Step 2 - Go! Be Reconciled.
In a culture that says, “Just cut them off”, “Get rid of that person out of your life”, or “You don’t need that kind of negativity.” Cancel culture is ONE step removed from full-blown homicide. Viewing relationships as toxic with the need to "cut them off" is an anti-Christian agenda. Which needs the reconciling nature of the gospel to heal it.

The command to “Go!” emphasizes the command to be reconciled quickly.  One of the best ploys of the evil one is to convince the Christian to linger. We rationalize in our minds, "I'll deal with it next week." or "I'll wait for them to come to me." But none of this will work. To continue to linger and stew in anger will only harm your soul. Don’t linger in iniquity. Jesus tells them, "Go! Go now! Go and Be Reconciled!"

‌"…and then come and offer your gift." (Matthew 5:24, ESV)

Step 3 - Then Offer Your Gift.
‌The conclusion of the reconciliation is restored worship to God. The answer then is not to stop offering your gifts of worship! The answer is to first be reconciled and then worship! What does this mean for people like Jack and Jill? It means that they need the forgiving and empowering grace of God to live. It means for all of us that we need the forgiving and empowering grace of God! Worship becomes a false appearance if we’ve offended others. If we have offended others, our worship is vain. Christian, God would rather have you have your brother or sister than He would have your gift. In the economy of the kingdom, money is not that important. God is not poor. He doesn’t need your gift. A high priority within the economy of God is reconciliation with your brother. Your brother is of more importance than your gift.

We need to consider leaving our gift at the altar in the same way that Jesus left our sins at the cross. This word that is used for “leave” literally means to leave behind. In other contexts, this is how God describes our sins in Jesus Christ (this is just a sampling, Matt 9:6, Matt 18:27, Mark 2:7; Luke 5:21, Luke 5:24, Luke 7:49, John 20:23). God in Christ Jesus has left behind our sins at the cross. He no longer picks them up and holds them against us any longer because of the sacrifice of Jesus Christ. God is calling us to leave behind the gift we are making in the same way that God has left behind our sins. Set down your gift, seek forgiveness, and then offer your gift. When we continue to give gifts like everything is fine, we continue to hold on to our sins and refuse reconciliation.
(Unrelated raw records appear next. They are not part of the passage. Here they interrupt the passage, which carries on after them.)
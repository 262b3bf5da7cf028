/*!
 * Tests for application configuration
 */

use std::str::FromStr;

use epubtrans::app_config::{
    Config, CorrectionRule, ProviderConfig, TranslationProvider,
};

#[test]
fn test_default_config_shouldCarryTheExpectedDefaults() {
    let config = Config::default();

    assert_eq!(config.source_language, "en");
    assert_eq!(config.target_language, "ru");
    assert_eq!(config.translation.provider, TranslationProvider::Chat);
    assert_eq!(config.translation.common.delimiter, " [[[...]]] ");
    assert_eq!(config.translation.get_batch_char_budget(), 8000);
    assert_eq!(config.translation.get_model(), "llama3");
    assert_eq!(config.translation.get_endpoint(), "http://127.0.0.1:11434");
    assert_eq!(config.job.deadline_secs, 172_800);
    assert_eq!(config.job.concurrent_resources, 2);
    assert!(config.corrections.is_empty());
}

#[test]
fn test_delimiter_token_shouldStripBoundaryPadding() {
    let config = Config::default();
    assert_eq!(config.translation.delimiter_token(), "[[[...]]]");
}

#[test]
fn test_provider_roundtrip_withFromStrAndDisplay_shouldMatch() {
    assert_eq!(
        TranslationProvider::from_str("chat").unwrap(),
        TranslationProvider::Chat
    );
    assert_eq!(
        TranslationProvider::from_str("translate-api").unwrap(),
        TranslationProvider::TranslateApi
    );
    assert!(TranslationProvider::from_str("carrier-pigeon").is_err());

    assert_eq!(TranslationProvider::Chat.to_string(), "chat");
    assert_eq!(TranslationProvider::TranslateApi.to_string(), "translate-api");
}

#[test]
fn test_provider_config_new_shouldFillFlavorDefaults() {
    let chat = ProviderConfig::new(TranslationProvider::Chat);
    assert_eq!(chat.provider_type, "chat");
    assert_eq!(chat.batch_timeout_secs, 900);
    assert_eq!(chat.single_timeout_secs, 60);

    let api = ProviderConfig::new(TranslationProvider::TranslateApi);
    assert_eq!(api.provider_type, "translate-api");
    assert_eq!(api.endpoint, "https://translate.googleapis.com");
}

#[test]
fn test_validate_withEmptyLanguages_shouldFail() {
    let mut config = Config::default();
    config.source_language = "  ".to_string();
    assert!(config.validate().is_err());

    let mut config = Config::default();
    config.target_language = String::new();
    assert!(config.validate().is_err());
}

#[test]
fn test_validate_withBlankDelimiter_shouldFail() {
    let mut config = Config::default();
    config.translation.common.delimiter = "   ".to_string();
    assert!(config.validate().is_err());
}

#[test]
fn test_validate_withTinyBudget_shouldFail() {
    let mut config = Config::default();
    for provider in &mut config.translation.available_providers {
        provider.batch_char_budget = 3;
    }
    assert!(config.validate().is_err());
}

#[test]
fn test_validate_withZeroConcurrency_shouldFail() {
    let mut config = Config::default();
    config.job.concurrent_resources = 0;
    assert!(config.validate().is_err());
}

#[test]
fn test_serde_roundtrip_shouldPreserveConfig() {
    let mut config = Config::default();
    config.corrections.push(CorrectionRule::new("Smith", "Сміт"));
    config.translation.provider = TranslationProvider::TranslateApi;

    let json = serde_json::to_string(&config).unwrap();
    let parsed: Config = serde_json::from_str(&json).unwrap();

    assert_eq!(parsed.corrections, config.corrections);
    assert_eq!(parsed.translation.provider, TranslationProvider::TranslateApi);
    assert_eq!(parsed.translation.common.delimiter, " [[[...]]] ");
}

#[test]
fn test_deserialize_withPartialJson_shouldFillDefaults() {
    let json = r#"{"source_language": "en", "target_language": "uk"}"#;
    let config: Config = serde_json::from_str(json).unwrap();

    assert_eq!(config.target_language, "uk");
    assert_eq!(config.translation.common.retry_count, 3);
    assert_eq!(config.translation.get_batch_char_budget(), 8000);
    assert!(config.validate().is_ok());
}
/*!
 * Boundary whitespace preservation.
 *
 * Backends usually trim the text they return. When a fragment originally
 * started with whitespace, losing it makes words visually merge across
 * markup boundaries (`<b>Привет</b>мир`), so the leading space is restored
 * before reinsertion. Trailing whitespace gets no such fix-up; the following
 * fragment's leading space covers the common case.
 */

/// Restores boundary formatting that translation stripped.
pub struct FormatPreserver;

impl FormatPreserver {
    /// Prepend a single space when the original fragment began with
    /// whitespace and the translation does not.
    pub fn restore_leading_space(original: &str, translated: &str) -> String {
        let original_leads = original.starts_with(|c: char| c.is_whitespace());
        let translated_leads = translated.starts_with(|c: char| c.is_whitespace());

        if original_leads && !translated_leads && !translated.is_empty() {
            format!(" {}", translated)
        } else {
            translated.to_string()
        }
    }
}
John tells the believers in 1 John 3, "For this is the message that you have heard from the beginning, that we should love one another. We should not be like Cain, who was of the evil one and murdered his brother. And why did he murder him? Because his own deeds were evil and his brother’s righteous...We know that we have passed out of death into life, because we love the brothers. Whoever does not love abides in death. Everyone who hates his brother is a murderer, and you know that no murderer has eternal life abiding in him. By this we know love, that he laid down his life for us, and we ought to lay down our lives for the brothers." (1 John 3:11-12, 14-15)

The beginning and end of this process is worship. But the anger stands in between the worship. The most God-honoring thing we can do in some worship services is just leave and be reconciled to a brother. What keeps any generation from a fresh renewal of the Holy Spirit is not "having a meeting", as much as reconciling with a brother. May we continue to reconcile with our brothers and sisters in the power of the Holy Spirit. 
1 Modified example from, Jones, Robert D. Uprooting Anger: Biblical Help for a Common Problem. (Phillipsburg, N.J: P&R Publications, 2005), 13.  
2 Modified example from Jones, Uprooting Anger, 13. 
Robertson, A.T. Word Pictures in the New Testament. Nashville, TN: Broadman Press, 1933.
4 Jones, Uprooting Anger, 15.
5 Carson, D. A. Jesus’ Sermon on the Mount and His Confrontation with the World: An Exposition of Matthew 5–10. (Grand Rapids, MI: Baker Academic, 1999)

Resources

Here are several resources on the topic of anger that I have found immensely helpful. 
  • Uprooting Anger by Robert Jones – This is the most thorough biblical and practically helpful book on anger I have read. 
  • Good and Angry by David Powlison – This books wrestles with righteous anger and its implications.